Stored dataset items:
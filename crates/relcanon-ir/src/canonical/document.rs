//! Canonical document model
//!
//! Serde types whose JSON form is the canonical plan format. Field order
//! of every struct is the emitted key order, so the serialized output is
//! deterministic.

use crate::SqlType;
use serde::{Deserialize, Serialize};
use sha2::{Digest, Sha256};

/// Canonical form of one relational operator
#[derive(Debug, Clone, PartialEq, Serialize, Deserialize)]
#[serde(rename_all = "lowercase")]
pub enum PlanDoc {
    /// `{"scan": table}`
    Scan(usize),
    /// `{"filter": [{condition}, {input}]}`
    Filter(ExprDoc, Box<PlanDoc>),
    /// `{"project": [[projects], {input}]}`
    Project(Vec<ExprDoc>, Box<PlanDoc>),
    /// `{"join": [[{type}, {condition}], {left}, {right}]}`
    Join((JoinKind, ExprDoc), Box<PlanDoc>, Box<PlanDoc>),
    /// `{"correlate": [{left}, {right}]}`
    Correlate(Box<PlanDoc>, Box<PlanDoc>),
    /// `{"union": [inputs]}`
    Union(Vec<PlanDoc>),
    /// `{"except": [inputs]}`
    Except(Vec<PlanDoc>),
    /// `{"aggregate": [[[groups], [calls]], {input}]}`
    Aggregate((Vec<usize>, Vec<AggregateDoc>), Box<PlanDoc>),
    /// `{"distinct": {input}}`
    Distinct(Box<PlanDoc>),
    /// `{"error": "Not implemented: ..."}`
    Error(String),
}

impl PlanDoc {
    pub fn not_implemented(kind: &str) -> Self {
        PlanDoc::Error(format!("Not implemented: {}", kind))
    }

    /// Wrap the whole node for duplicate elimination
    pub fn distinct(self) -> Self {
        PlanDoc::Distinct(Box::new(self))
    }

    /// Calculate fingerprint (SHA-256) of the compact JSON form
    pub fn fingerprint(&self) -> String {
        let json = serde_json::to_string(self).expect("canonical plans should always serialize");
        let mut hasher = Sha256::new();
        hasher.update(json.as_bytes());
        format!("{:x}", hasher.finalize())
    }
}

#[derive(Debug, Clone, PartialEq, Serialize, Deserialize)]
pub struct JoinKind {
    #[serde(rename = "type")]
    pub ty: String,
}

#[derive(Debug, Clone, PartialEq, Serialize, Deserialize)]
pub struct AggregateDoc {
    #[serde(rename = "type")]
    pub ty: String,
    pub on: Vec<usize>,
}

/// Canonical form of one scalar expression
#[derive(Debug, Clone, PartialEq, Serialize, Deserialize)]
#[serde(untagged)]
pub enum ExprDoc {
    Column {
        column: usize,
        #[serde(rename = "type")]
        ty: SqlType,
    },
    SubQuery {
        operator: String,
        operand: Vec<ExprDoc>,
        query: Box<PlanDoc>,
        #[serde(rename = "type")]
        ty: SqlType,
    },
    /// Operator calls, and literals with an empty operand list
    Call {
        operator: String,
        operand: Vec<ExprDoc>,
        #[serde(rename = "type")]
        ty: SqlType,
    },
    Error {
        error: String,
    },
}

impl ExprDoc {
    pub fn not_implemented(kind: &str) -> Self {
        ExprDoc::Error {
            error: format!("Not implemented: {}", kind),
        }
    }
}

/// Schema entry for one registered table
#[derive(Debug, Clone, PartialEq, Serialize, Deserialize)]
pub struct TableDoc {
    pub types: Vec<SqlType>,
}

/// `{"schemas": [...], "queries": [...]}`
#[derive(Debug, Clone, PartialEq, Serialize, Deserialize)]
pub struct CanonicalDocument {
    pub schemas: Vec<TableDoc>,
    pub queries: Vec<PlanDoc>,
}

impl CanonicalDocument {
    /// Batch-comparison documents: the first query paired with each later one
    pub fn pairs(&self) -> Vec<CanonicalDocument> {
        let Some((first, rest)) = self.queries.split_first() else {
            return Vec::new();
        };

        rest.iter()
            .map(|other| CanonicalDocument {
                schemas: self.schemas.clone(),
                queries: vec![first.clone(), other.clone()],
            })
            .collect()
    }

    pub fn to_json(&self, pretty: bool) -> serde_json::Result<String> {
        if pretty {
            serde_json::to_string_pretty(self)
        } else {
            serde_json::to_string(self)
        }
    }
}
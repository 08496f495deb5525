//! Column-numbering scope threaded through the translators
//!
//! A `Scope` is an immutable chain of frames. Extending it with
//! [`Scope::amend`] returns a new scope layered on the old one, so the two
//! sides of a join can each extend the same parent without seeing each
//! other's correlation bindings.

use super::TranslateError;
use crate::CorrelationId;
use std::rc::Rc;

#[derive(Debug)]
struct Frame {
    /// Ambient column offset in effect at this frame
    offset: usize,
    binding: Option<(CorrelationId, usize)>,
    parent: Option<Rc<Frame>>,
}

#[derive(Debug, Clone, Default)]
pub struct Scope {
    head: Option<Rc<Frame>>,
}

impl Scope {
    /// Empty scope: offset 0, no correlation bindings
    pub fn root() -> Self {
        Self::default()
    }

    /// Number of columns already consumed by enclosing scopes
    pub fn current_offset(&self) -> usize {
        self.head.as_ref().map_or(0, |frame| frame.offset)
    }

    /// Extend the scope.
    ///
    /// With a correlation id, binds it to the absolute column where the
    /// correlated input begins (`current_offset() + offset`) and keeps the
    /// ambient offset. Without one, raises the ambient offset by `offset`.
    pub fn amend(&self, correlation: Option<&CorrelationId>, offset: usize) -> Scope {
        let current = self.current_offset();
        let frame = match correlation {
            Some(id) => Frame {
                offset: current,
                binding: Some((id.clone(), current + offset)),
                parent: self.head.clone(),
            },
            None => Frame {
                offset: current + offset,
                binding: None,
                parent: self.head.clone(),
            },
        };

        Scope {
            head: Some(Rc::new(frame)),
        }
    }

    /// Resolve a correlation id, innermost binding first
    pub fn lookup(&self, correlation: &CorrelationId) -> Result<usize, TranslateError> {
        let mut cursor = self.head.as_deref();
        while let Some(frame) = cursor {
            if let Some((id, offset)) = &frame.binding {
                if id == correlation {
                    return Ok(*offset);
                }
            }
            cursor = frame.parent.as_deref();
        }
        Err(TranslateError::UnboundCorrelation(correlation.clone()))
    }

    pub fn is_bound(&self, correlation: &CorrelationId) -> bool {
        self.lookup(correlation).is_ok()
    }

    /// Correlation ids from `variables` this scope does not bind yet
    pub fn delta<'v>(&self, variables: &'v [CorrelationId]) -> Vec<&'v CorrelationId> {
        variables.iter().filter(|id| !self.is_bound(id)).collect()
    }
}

==

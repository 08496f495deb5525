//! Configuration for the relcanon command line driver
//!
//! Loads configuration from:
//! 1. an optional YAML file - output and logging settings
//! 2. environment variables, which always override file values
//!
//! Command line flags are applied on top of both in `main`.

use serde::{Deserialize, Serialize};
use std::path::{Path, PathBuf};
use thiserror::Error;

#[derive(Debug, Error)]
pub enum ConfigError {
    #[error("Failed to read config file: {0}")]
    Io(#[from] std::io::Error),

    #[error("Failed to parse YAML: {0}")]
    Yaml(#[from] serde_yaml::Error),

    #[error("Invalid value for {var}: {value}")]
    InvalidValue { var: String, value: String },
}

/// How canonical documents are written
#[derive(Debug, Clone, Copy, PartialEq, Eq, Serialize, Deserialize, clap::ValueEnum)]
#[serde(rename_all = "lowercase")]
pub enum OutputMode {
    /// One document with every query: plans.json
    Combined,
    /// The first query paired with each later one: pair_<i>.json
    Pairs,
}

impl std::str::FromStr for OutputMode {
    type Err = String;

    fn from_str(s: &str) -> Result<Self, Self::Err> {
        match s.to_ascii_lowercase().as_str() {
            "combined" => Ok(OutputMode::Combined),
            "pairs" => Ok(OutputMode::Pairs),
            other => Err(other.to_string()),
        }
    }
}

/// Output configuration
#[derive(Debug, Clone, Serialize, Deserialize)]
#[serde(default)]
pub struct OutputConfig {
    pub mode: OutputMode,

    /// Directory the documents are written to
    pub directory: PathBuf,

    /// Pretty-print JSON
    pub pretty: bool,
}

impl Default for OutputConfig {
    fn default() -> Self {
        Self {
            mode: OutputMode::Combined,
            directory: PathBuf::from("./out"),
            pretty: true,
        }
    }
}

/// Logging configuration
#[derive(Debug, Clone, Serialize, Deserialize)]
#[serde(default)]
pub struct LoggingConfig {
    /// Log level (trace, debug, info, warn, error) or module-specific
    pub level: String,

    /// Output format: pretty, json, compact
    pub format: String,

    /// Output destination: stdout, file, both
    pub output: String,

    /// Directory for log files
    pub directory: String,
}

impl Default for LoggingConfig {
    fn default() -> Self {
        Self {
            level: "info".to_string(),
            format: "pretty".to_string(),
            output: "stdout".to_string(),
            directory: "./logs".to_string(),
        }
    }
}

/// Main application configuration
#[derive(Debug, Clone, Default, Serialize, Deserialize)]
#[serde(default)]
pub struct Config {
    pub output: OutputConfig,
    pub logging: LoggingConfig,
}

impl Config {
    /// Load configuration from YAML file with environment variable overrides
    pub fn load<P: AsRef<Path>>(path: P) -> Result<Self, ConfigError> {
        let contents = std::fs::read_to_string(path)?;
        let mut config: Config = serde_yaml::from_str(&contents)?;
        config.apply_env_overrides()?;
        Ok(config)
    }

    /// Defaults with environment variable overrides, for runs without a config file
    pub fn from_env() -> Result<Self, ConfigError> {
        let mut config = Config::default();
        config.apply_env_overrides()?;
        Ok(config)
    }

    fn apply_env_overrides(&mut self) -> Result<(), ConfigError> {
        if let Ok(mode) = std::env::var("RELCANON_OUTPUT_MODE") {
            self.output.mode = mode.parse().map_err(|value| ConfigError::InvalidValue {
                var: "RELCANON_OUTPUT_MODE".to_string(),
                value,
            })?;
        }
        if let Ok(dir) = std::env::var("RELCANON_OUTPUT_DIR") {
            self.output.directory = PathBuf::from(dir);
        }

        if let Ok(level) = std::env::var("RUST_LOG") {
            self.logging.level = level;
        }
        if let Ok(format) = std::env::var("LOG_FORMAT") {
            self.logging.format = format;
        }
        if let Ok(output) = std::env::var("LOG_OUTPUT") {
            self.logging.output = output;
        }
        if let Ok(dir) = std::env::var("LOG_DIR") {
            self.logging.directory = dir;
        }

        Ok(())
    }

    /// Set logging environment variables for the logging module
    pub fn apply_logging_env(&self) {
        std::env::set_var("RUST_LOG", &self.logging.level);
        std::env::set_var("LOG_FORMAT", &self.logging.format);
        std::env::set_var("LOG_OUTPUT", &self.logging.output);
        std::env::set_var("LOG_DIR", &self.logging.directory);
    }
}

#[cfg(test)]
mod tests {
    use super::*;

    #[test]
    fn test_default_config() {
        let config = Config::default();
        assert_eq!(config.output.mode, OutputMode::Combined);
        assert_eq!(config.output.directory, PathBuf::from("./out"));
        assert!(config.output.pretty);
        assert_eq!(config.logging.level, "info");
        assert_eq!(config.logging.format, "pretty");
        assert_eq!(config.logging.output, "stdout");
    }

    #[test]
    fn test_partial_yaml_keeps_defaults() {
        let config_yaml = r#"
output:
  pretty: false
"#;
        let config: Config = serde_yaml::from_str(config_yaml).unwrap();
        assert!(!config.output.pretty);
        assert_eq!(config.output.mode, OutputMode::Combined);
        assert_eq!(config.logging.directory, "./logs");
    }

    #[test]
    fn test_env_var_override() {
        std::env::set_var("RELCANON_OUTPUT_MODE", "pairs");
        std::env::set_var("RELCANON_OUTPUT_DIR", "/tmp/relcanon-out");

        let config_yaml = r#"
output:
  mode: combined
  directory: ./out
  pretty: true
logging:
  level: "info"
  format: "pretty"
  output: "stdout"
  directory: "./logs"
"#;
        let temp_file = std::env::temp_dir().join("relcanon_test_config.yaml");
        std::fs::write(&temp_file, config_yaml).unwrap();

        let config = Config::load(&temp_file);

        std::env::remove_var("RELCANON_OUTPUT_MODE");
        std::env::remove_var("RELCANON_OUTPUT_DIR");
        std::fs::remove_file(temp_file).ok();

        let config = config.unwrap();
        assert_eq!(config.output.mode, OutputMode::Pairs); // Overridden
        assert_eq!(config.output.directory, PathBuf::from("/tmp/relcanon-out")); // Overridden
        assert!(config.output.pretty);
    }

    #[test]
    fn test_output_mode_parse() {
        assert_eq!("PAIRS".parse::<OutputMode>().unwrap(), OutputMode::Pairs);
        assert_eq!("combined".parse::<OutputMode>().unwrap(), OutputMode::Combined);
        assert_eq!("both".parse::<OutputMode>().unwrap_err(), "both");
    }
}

- AIM OF THE EXERCISE
Among the lines above, find the ones containing "bindings" and copy them.

- RESULT BELOW
//! other's correlation bindings.
    /// Empty scope: offset 0, no correlation bindings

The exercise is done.